• _Requirement_
In the listing below, find the line holding "filename src/compiler/emit.rs" and the line holding "pub fn indent(&mut". Write out those two lines and all lines between, exactly, and nothing more.

• _Recorded information_
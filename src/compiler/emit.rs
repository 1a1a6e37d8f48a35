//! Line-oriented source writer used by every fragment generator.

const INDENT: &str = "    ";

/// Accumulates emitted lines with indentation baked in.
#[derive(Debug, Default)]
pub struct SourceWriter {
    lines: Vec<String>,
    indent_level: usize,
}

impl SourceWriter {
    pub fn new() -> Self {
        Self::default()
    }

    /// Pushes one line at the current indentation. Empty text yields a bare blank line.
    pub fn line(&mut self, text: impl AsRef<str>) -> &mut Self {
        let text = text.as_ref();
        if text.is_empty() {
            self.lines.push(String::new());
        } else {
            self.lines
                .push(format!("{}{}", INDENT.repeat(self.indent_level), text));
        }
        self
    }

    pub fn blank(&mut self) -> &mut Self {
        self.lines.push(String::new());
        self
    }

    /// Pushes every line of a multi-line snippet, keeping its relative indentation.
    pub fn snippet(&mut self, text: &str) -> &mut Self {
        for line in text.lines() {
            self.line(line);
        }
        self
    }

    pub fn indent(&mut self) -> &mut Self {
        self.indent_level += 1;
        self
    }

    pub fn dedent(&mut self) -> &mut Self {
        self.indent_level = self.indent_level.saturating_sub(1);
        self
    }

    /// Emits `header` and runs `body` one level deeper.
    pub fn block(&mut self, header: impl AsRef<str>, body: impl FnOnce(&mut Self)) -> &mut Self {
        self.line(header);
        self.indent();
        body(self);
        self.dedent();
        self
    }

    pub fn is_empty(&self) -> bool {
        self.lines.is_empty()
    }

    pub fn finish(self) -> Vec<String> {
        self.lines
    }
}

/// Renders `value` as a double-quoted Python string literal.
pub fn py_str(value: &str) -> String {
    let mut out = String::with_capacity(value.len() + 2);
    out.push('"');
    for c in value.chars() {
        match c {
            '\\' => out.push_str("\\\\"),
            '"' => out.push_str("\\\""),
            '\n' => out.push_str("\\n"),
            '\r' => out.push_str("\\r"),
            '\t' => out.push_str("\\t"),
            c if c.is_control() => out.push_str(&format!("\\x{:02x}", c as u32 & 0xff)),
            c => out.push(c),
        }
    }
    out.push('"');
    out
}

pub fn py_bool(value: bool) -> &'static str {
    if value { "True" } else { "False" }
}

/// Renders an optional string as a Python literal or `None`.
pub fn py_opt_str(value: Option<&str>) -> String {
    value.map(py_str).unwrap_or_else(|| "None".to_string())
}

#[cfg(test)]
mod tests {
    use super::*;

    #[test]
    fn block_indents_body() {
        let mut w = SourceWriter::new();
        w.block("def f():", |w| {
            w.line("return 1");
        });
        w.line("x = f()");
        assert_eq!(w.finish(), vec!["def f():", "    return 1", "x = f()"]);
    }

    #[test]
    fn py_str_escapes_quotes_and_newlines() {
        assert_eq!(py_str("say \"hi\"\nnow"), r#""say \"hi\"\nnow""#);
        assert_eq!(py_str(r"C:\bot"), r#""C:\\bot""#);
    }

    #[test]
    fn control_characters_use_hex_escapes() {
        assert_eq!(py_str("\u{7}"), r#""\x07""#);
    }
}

* * *

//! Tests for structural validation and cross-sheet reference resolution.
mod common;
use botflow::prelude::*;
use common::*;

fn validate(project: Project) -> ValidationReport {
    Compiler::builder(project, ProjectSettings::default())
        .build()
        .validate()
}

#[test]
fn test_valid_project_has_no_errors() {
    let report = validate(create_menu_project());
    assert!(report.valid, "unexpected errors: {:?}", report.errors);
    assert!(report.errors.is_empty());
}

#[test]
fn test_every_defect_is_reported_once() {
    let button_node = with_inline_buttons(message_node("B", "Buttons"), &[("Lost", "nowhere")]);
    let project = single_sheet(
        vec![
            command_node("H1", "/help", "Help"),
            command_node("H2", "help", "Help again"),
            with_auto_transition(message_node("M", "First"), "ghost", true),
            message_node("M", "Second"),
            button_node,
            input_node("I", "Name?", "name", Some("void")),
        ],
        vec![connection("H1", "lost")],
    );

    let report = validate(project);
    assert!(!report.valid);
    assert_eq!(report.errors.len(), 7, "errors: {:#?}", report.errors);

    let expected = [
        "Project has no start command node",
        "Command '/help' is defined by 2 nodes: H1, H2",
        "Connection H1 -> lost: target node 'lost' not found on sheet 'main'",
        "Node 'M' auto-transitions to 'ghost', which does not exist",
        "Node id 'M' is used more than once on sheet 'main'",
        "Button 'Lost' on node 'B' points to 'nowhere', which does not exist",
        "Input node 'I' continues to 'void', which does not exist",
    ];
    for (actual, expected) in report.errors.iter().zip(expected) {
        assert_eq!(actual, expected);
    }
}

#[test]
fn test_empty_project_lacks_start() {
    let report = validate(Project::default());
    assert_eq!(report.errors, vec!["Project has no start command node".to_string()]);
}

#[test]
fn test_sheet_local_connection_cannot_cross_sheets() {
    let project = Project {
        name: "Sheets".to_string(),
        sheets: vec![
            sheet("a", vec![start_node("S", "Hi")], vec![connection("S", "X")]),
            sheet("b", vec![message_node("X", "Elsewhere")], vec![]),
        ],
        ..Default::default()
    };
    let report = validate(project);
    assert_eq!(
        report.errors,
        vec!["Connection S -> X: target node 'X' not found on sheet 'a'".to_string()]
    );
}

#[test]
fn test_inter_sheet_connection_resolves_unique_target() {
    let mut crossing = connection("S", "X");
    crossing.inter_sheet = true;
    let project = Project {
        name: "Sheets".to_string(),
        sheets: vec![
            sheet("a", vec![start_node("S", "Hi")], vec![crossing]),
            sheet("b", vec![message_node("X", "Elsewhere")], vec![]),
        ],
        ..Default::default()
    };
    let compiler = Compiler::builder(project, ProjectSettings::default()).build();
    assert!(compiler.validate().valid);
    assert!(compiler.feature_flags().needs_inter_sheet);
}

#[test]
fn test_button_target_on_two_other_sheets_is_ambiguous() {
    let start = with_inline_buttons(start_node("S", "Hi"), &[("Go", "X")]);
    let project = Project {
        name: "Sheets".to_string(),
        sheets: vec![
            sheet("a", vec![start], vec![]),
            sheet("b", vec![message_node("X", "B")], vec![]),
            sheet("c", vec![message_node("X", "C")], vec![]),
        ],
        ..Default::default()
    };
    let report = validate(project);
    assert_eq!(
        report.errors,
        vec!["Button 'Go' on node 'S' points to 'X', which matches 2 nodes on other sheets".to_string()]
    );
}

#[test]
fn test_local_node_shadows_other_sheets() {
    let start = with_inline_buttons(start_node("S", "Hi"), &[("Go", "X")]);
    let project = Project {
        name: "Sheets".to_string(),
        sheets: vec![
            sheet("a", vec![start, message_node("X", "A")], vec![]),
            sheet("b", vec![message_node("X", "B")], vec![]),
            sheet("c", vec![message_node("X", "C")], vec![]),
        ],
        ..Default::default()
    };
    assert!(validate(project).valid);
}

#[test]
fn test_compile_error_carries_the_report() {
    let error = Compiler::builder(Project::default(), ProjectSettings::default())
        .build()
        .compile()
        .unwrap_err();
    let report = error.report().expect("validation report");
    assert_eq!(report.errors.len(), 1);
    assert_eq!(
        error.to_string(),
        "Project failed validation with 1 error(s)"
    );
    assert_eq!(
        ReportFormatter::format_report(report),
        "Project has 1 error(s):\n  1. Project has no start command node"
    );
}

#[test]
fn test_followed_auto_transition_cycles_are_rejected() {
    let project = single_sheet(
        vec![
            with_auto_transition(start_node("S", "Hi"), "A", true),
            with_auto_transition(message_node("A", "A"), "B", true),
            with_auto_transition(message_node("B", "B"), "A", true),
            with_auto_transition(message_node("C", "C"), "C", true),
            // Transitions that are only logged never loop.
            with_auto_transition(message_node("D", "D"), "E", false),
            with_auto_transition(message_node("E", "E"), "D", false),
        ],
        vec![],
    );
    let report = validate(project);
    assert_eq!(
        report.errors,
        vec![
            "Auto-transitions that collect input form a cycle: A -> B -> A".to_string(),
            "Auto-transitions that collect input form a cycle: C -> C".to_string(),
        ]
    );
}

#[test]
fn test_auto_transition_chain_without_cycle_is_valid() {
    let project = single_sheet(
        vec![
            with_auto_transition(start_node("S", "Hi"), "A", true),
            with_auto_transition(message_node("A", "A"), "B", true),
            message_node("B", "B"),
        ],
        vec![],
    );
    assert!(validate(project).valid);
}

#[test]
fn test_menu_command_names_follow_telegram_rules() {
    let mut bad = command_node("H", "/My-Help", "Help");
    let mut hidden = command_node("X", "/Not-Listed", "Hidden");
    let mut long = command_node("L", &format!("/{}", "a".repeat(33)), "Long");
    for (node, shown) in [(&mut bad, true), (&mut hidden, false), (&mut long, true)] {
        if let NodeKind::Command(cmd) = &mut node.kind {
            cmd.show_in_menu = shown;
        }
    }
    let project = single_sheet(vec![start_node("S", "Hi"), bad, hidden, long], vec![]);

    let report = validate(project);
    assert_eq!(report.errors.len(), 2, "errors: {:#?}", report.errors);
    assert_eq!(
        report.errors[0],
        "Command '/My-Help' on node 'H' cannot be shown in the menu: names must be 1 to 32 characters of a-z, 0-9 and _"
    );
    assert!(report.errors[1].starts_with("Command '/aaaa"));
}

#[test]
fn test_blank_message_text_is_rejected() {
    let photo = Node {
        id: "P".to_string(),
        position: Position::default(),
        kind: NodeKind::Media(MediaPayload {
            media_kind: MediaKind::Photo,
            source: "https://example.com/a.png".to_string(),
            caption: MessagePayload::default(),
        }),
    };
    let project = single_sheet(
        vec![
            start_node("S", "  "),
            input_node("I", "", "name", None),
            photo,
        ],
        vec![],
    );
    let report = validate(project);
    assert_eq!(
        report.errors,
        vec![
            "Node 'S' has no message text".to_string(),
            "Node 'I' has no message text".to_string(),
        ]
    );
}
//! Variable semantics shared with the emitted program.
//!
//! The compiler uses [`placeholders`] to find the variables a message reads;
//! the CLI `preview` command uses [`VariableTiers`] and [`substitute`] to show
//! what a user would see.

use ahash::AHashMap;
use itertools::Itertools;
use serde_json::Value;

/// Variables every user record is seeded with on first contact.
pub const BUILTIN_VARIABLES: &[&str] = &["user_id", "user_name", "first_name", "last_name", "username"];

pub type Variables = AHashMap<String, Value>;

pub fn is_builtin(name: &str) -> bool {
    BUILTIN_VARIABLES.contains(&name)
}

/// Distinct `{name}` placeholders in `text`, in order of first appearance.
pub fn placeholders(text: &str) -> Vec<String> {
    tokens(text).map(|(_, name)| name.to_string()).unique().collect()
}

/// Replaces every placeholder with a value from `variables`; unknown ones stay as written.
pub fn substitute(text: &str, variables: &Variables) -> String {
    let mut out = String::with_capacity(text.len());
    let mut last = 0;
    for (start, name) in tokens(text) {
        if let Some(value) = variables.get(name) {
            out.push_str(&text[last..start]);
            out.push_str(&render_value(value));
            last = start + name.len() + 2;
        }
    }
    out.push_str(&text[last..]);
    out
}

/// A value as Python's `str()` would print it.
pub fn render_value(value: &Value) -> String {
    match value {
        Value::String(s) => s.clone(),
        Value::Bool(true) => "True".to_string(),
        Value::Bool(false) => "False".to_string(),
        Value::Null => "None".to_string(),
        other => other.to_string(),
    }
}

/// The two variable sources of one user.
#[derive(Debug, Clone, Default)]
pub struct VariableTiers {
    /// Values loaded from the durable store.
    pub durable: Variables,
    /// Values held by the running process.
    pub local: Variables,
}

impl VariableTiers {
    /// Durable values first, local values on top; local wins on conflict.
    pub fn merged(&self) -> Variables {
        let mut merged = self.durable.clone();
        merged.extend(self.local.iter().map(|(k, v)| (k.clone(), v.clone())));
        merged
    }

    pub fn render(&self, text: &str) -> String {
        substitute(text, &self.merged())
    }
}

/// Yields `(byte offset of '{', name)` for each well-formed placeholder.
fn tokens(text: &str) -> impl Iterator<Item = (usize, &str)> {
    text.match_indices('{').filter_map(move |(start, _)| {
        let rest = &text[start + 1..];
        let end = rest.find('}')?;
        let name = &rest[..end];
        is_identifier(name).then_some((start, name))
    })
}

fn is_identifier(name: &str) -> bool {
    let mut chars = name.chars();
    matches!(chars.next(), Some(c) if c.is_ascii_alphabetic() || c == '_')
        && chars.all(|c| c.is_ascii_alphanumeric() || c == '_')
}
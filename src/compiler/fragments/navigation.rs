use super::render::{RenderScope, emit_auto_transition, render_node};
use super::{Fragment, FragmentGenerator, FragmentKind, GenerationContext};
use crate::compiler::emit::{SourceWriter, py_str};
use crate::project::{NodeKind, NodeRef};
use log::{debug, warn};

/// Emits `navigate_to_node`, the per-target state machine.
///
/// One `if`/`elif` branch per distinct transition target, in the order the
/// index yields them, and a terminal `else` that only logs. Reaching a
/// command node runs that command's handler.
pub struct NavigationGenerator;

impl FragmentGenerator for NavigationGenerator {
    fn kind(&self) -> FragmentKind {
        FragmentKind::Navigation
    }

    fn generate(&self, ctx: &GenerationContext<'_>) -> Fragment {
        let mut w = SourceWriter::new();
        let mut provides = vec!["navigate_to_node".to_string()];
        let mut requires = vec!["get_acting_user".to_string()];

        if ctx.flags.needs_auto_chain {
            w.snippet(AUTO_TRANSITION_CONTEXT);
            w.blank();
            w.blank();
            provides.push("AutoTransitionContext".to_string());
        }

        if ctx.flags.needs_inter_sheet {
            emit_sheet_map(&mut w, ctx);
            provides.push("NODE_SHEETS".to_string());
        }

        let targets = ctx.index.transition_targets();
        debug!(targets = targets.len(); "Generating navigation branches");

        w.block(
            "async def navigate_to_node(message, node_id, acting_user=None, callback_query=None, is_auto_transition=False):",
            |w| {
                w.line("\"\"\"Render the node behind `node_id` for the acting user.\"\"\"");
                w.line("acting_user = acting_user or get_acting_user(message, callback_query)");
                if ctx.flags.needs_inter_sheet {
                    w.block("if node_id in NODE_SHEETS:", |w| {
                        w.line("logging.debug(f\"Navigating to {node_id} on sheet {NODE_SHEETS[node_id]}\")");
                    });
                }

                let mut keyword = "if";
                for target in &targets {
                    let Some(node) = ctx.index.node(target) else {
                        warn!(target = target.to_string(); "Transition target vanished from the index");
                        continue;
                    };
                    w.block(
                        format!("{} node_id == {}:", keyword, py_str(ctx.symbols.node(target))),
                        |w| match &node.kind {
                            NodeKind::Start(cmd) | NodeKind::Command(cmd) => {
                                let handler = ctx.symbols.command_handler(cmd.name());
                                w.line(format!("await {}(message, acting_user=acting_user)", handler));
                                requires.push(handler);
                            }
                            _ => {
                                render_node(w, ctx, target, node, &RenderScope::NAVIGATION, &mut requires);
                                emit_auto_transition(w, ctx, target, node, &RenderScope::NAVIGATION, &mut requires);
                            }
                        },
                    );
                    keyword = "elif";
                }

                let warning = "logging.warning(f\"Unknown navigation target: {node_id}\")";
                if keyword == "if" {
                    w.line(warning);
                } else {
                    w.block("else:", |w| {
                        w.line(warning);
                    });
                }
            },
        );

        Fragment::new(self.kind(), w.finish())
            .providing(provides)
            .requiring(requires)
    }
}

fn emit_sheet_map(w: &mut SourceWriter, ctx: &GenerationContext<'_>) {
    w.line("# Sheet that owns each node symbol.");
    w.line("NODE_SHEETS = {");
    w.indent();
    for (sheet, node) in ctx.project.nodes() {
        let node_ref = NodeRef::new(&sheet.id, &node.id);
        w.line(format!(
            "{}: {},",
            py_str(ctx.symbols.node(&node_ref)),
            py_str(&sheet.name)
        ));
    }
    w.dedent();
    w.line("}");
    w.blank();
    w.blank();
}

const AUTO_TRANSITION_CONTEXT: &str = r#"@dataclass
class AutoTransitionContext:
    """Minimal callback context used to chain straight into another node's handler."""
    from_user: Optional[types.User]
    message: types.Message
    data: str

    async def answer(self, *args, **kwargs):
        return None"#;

• _Task response_
filename src/compiler/emit.rs
repository 1a1a6e37d8f48a35
//! Line-oriented source writer used by every fragment generator.

const INDENT: &str = "    ";

/// Accumulates emitted lines with indentation baked in.
#[derive(Debug, Default)]
pub struct SourceWriter {
    lines: Vec<String>,
    indent_level: usize,
}

impl SourceWriter {
    pub fn new() -> Self {
        Self::default()
    }

    /// Pushes one line at the current indentation. Empty text yields a bare blank line.
    pub fn line(&mut self, text: impl AsRef<str>) -> &mut Self {
        let text = text.as_ref();
        if text.is_empty() {
            self.lines.push(String::new());
        } else {
            self.lines
                .push(format!("{}{}", INDENT.repeat(self.indent_level), text));
        }
        self
    }

    pub fn blank(&mut self) -> &mut Self {
        self.lines.push(String::new());
        self
    }

    /// Pushes every line of a multi-line snippet, keeping its relative indentation.
    pub fn snippet(&mut self, text: &str) -> &mut Self {
        for line in text.lines() {
            self.line(line);
        }
        self
    }

    pub fn indent(&mut self) -> &mut Self {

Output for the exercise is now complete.